Whirlpool Amiens, symbole d’une campagne de second tour qui commence sur les chapeaux de roues. La manufacture du géant de l’électroménager, condamnée à un plan social prochain, servait aujourd’hui d’arène politique à Marine Le Pen et Emmanuel Macron. Offrant aux électeurs un détonnant spectacle de communication politique.

La journée commençait mal pour Emmanuel Macron. Alors qu’il rencontrait des syndicalistes et employés de la région d’Amiens et de Whirlpool, Marine Le Pen profitait de l’absence du candidat dans les médias pour aller à la rencontre des ouvriers de la même entreprise sur le parking de l’usine. S’offrant ainsi des images d’une rare finesse politique, mêlée à la foule des futurs licenciés, la candidate du FN pouvait — à l’image au moins — enfin se targuer d’être la candidate du peuple.

Sur les chaînes d’information en direct, les images de la fille de Jean-Marie Le Pen sont éloquentes : elle est du côté de ceux qui perdent face à la mondialisation alors que M. Macron se retrouve en réunion avec des syndicalistes dans une salle proprette de la Chambre de Commerce et d’Industrie. Le fond ne compte plus dans la course trumpienne dans laquelle s’est lancée la candidate : ce qui compte, ce sont les images.

Or même si la démarche de rencontrer des employés pour évoquer une situation durant plus d’une heure semble plus légitime qu’une session de bain de foule sur un parking, Whirlpool est vite devenu un symbole.

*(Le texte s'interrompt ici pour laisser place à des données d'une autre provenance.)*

//! Component property schema.
//!
//! A property is either a plain reactive value or one mirrored by an
//! attribute on the host element. Attribute properties carry a type that
//! decides how values cross the string-only attribute boundary:
//!
//! | Type | attribute → property | property → attribute |
//! |------|----------------------|----------------------|
//! | `Boolean` | present and not `"false"` | `""` when truthy, removed otherwise |
//! | `Number` | parsed as a number, `null` if unparsable | number text, removed for `null` |
//! | `String` | as is | as is, removed for `null` |
//!
//! A non-forced attribute property always starts at `null` so that an absent
//! attribute and the default agree. `force` adds the attribute on connect even
//! when nobody set it; it is ignored for a `Boolean` without a default.

use std::fmt;
use std::str::FromStr;

use serde_json::{Number, Value};

use crate::error::DefinitionError;

/// Value type of an attribute-backed property.
#[derive(Debug, Clone, Copy, PartialEq, Eq)]
pub enum AttributeType {
    Boolean,
    Number,
    String,
}

impl FromStr for AttributeType {
    type Err = String;

    fn from_str(s: &str) -> Result<Self, Self::Err> {
        match s {
            "Boolean" | "boolean" | "bool" => Ok(AttributeType::Boolean),
            "Number" | "number" => Ok(AttributeType::Number),
            "String" | "string" => Ok(AttributeType::String),
            other => Err(other.to_string()),
        }
    }
}

impl fmt::Display for AttributeType {
    fn fmt(&self, f: &mut fmt::Formatter<'_>) -> fmt::Result {
        let name = match self {
            AttributeType::Boolean => "Boolean",
            AttributeType::Number => "Number",
            AttributeType::String => "String",
        };
        f.write_str(name)
    }
}

#[derive(Debug, Clone, PartialEq)]
pub enum PropertyKind {
    Value,
    Attribute { ty: AttributeType, force: bool },
}

/// Declared shape of one property, before resolution.
#[derive(Debug, Clone, PartialEq)]
pub struct PropertySpec {
    pub value: Value,
    pub kind: PropertyKind,
}

impl PropertySpec {
    /// A plain reactive property with a default.
    pub fn value(value: impl Into<Value>) -> Self {
        Self {
            value: value.into(),
            kind: PropertyKind::Value,
        }
    }

    /// A property mirrored by a host attribute.
    pub fn attribute(ty: AttributeType, value: impl Into<Value>) -> Self {
        Self {
            value: value.into(),
            kind: PropertyKind::Attribute { ty, force: false },
        }
    }

    /// Marks an attribute property as always present on the host.
    pub fn forced(mut self) -> Self {
        if let PropertyKind::Attribute { force, .. } = &mut self.kind {
            *force = true;
        }
        self
    }

    /// Like [`attribute`](Self::attribute), with the type given by name.
    pub fn attribute_named(
        property: &str,
        ty: &str,
        value: impl Into<Value>,
    ) -> Result<Self, DefinitionError> {
        let ty = ty
            .parse()
            .map_err(|ty| DefinitionError::UnsupportedAttributeType {
                property: property.to_string(),
                ty,
            })?;
        Ok(Self::attribute(ty, value))
    }
}

/// Converts between attribute text and property values for one type.
#[derive(Debug, Clone, Copy, PartialEq, Eq)]
pub struct AttributeConverter {
    pub ty: AttributeType,
    pub force: bool,
}

impl AttributeConverter {
    /// Attribute text (or its absence) to a property value.
    pub fn to_prop(&self, raw: Option<&str>) -> Value {
        match (self.ty, raw) {
            (AttributeType::Boolean, raw) => Value::Bool(raw.is_some_and(|v| v != "false")),
            (_, None) => Value::Null,
            (AttributeType::Number, Some(raw)) => parse_number(raw),
            (AttributeType::String, Some(raw)) => Value::String(raw.to_string()),
        }
    }

    /// Property value to attribute text; `None` removes the attribute.
    pub fn to_attr(&self, value: &Value) -> Option<String> {
        match (self.ty, value) {
            (AttributeType::Boolean, value) => is_truthy(value).then(String::new),
            (_, Value::Null) => None,
            (_, Value::String(text)) => Some(text.clone()),
            (_, other) => Some(other.to_string()),
        }
    }
}

/// A property after resolution: default plus optional converter.
#[derive(Debug, Clone, PartialEq)]
pub struct Property {
    pub name: String,
    pub default: Value,
    pub attribute: Option<AttributeConverter>,
}

impl Property {
    pub fn resolve(name: &str, spec: PropertySpec) -> Self {
        match spec.kind {
            PropertyKind::Value => Self {
                name: name.to_string(),
                default: spec.value,
                attribute: None,
            },
            PropertyKind::Attribute { ty, force } => {
                let force = force && !(spec.value.is_null() && ty == AttributeType::Boolean);
                Self {
                    name: name.to_string(),
                    default: if force { spec.value } else { Value::Null },
                    attribute: Some(AttributeConverter { ty, force }),
                }
            }
        }
    }

    pub fn is_forced(&self) -> bool {
        self.attribute.is_some_and(|attr| attr.force)
    }
}

fn parse_number(raw: &str) -> Value {
    let raw = raw.trim();
    if let Ok(int) = raw.parse::<i64>() {
        return Value::Number(int.into());
    }
    raw.parse::<f64>()
        .ok()
        .and_then(Number::from_f64)
        .map(Value::Number)
        .unwrap_or(Value::Null)
}

/// Truthiness of a json value, as templates see it.
fn is_truthy(value: &Value) -> bool {
    match value {
        Value::Null => false,
        Value::Bool(b) => *b,
        Value::Number(n) => n.as_f64().is_some_and(|n| n != 0.0),
        Value::String(s) => !s.is_empty(),
        Value::Array(items) => !items.is_empty(),
        Value::Object(map) => !map.is_empty(),
    }
}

Un symbole à la portée politique très forte : en reprenant les habitudes de François Hollande durant la campagne de 2012, Le Pen se place dans une posture aux airs socialistes.

L’usine de sèche-linges avait de quoi devenir le Gandrange de Sarkozy, le premier clou sur le cercueil. L’écho qu’a eu cette visite sur les réseaux sociaux et dans l’actualité en est la preuve. Ce qui aurait été particulièrement ironique pour M. Macron qui avait organisé sa journée à Amiens et chez Whirlpool alors que Mme. Le Pen n’avait fait que passer moins d’une heure sur un parking en prenant son adversaire par surprise.

Ce qui compte, ce sont les images

L’échec de la communication d’En Marche était évident. La riposte ne devait pas tarder, au risque sinon de voir la situation s’enliser. Et si on pouvait redouter une riposte molle, les équipes du candidat ont trouvé une parade presque parfaite. Emmanuel Macron a surpris son monde en organisant une communication politique tout à fait inédite sous la Ve République. Peu avant 15h, il s’est rendu là où Marine Le Pen se trouvait plus tôt pour être également aux côtés des salariés. Néanmoins, fidèle à son tempérament bagarreur, le candidat a organisé une confrontation brute, non montée, en direct sur Facebook.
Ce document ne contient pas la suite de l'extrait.